According to Olara Otunnu, an advocate for children in armed conflicts and a former undersecretary-general of the UN, who as president of the student body at Makerere University in Uganda met Obama then, the Kenyan was “brilliant, well read, brimming with confidence.” Obama Sr., Otunnu remembers, gushed with enthusiasm for going to the United States, inspired by Tom Mboya’s efforts to garner the first students and scholarships for the 1959 airlift. Prior to this most of the few Kenyans who had gone out of the country for their higher education had attended Makerere or a school in Great Britain. Attending colleges in the United States had not been a goal because, Otunnu recalls, “all roads led to the U.K., and if you received a degree in the U.S. you had to be recertified in Kenya. That was the level of prejudice against the U.S., the British colonial mentality. What was good and serious was the U.K., what was frivolous, fluffy, was the U.S.”

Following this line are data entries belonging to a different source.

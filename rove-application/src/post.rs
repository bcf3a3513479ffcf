use super::*;

/// Stores the picture first and creates the post afterwards.
///
/// The picture is removed again if the post could not be created.
pub fn create_post(
    connections: &sqlite::Connections,
    images: &dyn ImageStorage,
    account_id: AccountId,
    content: usecases::PostContent,
    upload: &ImageUpload,
) -> Result<PostId> {
    let image = images.store_image(upload)?;
    let created = run_in_transaction(connections, |conn| {
        usecases::create_post(conn, account_id, content, image.clone())
    });
    match created {
        Ok(post_id) => Ok(post_id),
        Err(err) => {
            warn!("Failed to create post of account {account_id}: {err}");
            remove_image_file(images, &image);
            Err(err)
        }
    }
}

/// Updates the post and optionally replaces its picture.
///
/// A new picture is stored before the transaction is committed,
/// the replaced picture is only removed after a successful commit.
pub fn update_post(
    connections: &sqlite::Connections,
    images: &dyn ImageStorage,
    account_id: AccountId,
    post_id: PostId,
    content: usecases::PostContent,
    upload: Option<&ImageUpload>,
) -> Result<()> {
    let new_image = upload.map(|img| images.store_image(img)).transpose()?;
    let updated = run_in_transaction(connections, |conn| {
        usecases::update_post(conn, account_id, post_id, content, new_image.clone())
    });
    match updated {
        Ok(replaced_image) => {
            if let Some(name) = replaced_image {
                remove_image_file(images, &name);
            }
            Ok(())
        }
        Err(err) => {
            warn!("Failed to update post {post_id}: {err}");
            if let Some(name) = new_image {
                remove_image_file(images, &name);
            }
            Err(err)
        }
    }
}

pub fn delete_post(
    connections: &sqlite::Connections,
    images: &dyn ImageStorage,
    account_id: AccountId,
    post_id: PostId,
) -> Result<()> {
    let image = run_in_transaction(connections, |conn| {
        usecases::delete_post(conn, account_id, post_id).inspect_err(|err| {
            warn!("Failed to delete post {post_id}: {err}");
        })
    })?;
    remove_image_file(images, &image);
    Ok(())
}

#[cfg(test)]
mod tests {
    use super::super::tests::prelude::*;

    #[test]
    fn create_post_with_picture() {
        let fixture = BackendFixture::new();
        let ana = fixture.register("ana");
        let post_id = fixture.create_post(ana, "Lisbon");
        let post = fixture.post(post_id);
        assert_eq!(post.title, "Lisbon");
        assert_eq!(fixture.images.names(), vec![post.image]);
    }

    #[test]
    fn remove_picture_if_post_could_not_be_created() {
        let fixture = BackendFixture::new();
        let err = flows::create_post(
            &fixture.db_connections,
            &fixture.images,
            AccountId::new(42),
            post_content("Nowhere"),
            &png_upload(),
        )
        .unwrap_err();
        assert!(err.is_not_found());
        assert_eq!(fixture.images.count(), 0);
    }

    #[test]
    fn replace_picture() {
        let fixture = BackendFixture::new();
        let ana = fixture.register("ana");
        let post_id = fixture.create_post(ana, "Lisbon");
        let old_image = fixture.post(post_id).image;

        flows::update_post(
            &fixture.db_connections,
            &fixture.images,
            ana,
            post_id,
            post_content("Lisboa"),
            Some(&png_upload()),
        )
        .unwrap();

        let post = fixture.post(post_id);
        assert_eq!(post.title, "Lisboa");
        assert_ne!(post.image, old_image);
        assert_eq!(fixture.images.names(), vec![post.image]);
    }

    #[test]
    fn keep_picture_without_upload() {
        let fixture = BackendFixture::new();
        let ana = fixture.register("ana");
        let post_id = fixture.create_post(ana, "Lisbon");
        let old_image = fixture.post(post_id).image;

        flows::update_post(
            &fixture.db_connections,
            &fixture.images,
            ana,
            post_id,
            post_content("Lisboa"),
            None,
        )
        .unwrap();

        assert_eq!(fixture.post(post_id).image, old_image);
        assert_eq!(fixture.images.names(), vec![old_image]);
    }

    #[test]
    fn only_the_owner_may_update_or_delete() {
        let fixture = BackendFixture::new();
        let ana = fixture.register("ana");
        let bob = fixture.register("bob");
        let post_id = fixture.create_post(ana, "Lisbon");
        let before = fixture.post(post_id);

        let err = flows::update_post(
            &fixture.db_connections,
            &fixture.images,
            bob,
            post_id,
            post_content("Hacked"),
            Some(&png_upload()),
        )
        .unwrap_err();
        assert!(matches!(err, AppError::Business(usecases::Error::Forbidden)));

        let err = flows::delete_post(&fixture.db_connections, &fixture.images, bob, post_id)
            .unwrap_err();
        assert!(matches!(err, AppError::Business(usecases::Error::Forbidden)));

        assert_eq!(fixture.post(post_id), before);
        assert_eq!(fixture.images.names(), vec![before.image]);
    }

    #[test]
    fn delete_post_with_picture() {
        let fixture = BackendFixture::new();
        let ana = fixture.register("ana");
        let post_id = fixture.create_post(ana, "Lisbon");
        flows::delete_post(&fixture.db_connections, &fixture.images, ana, post_id).unwrap();
        assert!(fixture.try_get_post(post_id).is_none());
        assert_eq!(fixture.images.count(), 0);
    }
}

But Mboya thought differently about U.S. colleges, especially for the purpose of educating Kenyans for in dependence from Great Britain, and had been working since 1956 with a white American industrialist, William X. Scheinman, and with a few other Americans, white and black, to send Kenyan students to the United States. By privately transporting promising students who on their own or through Mboya’s intervention had won scholarships to American universities, the Scheinman-Mboya group was doing several radical things. They were circumventing the British colonial education system, which rewarded only a handful of Kenyans each year with scholarships to study in Great Britain; they were finessing the U.S. foreign- student establishment, which only accepted Africans from already- independent nations; and they were attempting to bring over large groups rather than a few “elite” students. Scheinman had formed a nonprofit entity, the African American Students Foundation (AASF), for this purpose. The goal was to create a cadre of well-trained young people who would be available to staff the government and the educational system when Kenya gained its independence.

Between 1959 and 1963, the AASF “airlifts” would bring to the United States nearly eight hundred East African students, mostly Kenyans but also some from Tanganyika (now Tanzania), Uganda, and Northern and Southern Rhodesia, to take up scholarships at dozens of colleges and some high schools. The “airlift generation” would achieve a remarkable record of accomplishment. Upon returning home, they would become the founding brothers and sisters of their countries. For the next quarter century they would make up half of Kenya’s parliaments and account for many of its cabinet ministers and even more of its high- level civil servants, in addition to staffing the professorships and deanships of its nascent universities, starting medical clinics and schools, growing multimillion- dollar businesses, and leading international environmental programs. Among the airlift graduates would be Wangari Maathai, winner of the 2004 Nobel Peace Prize.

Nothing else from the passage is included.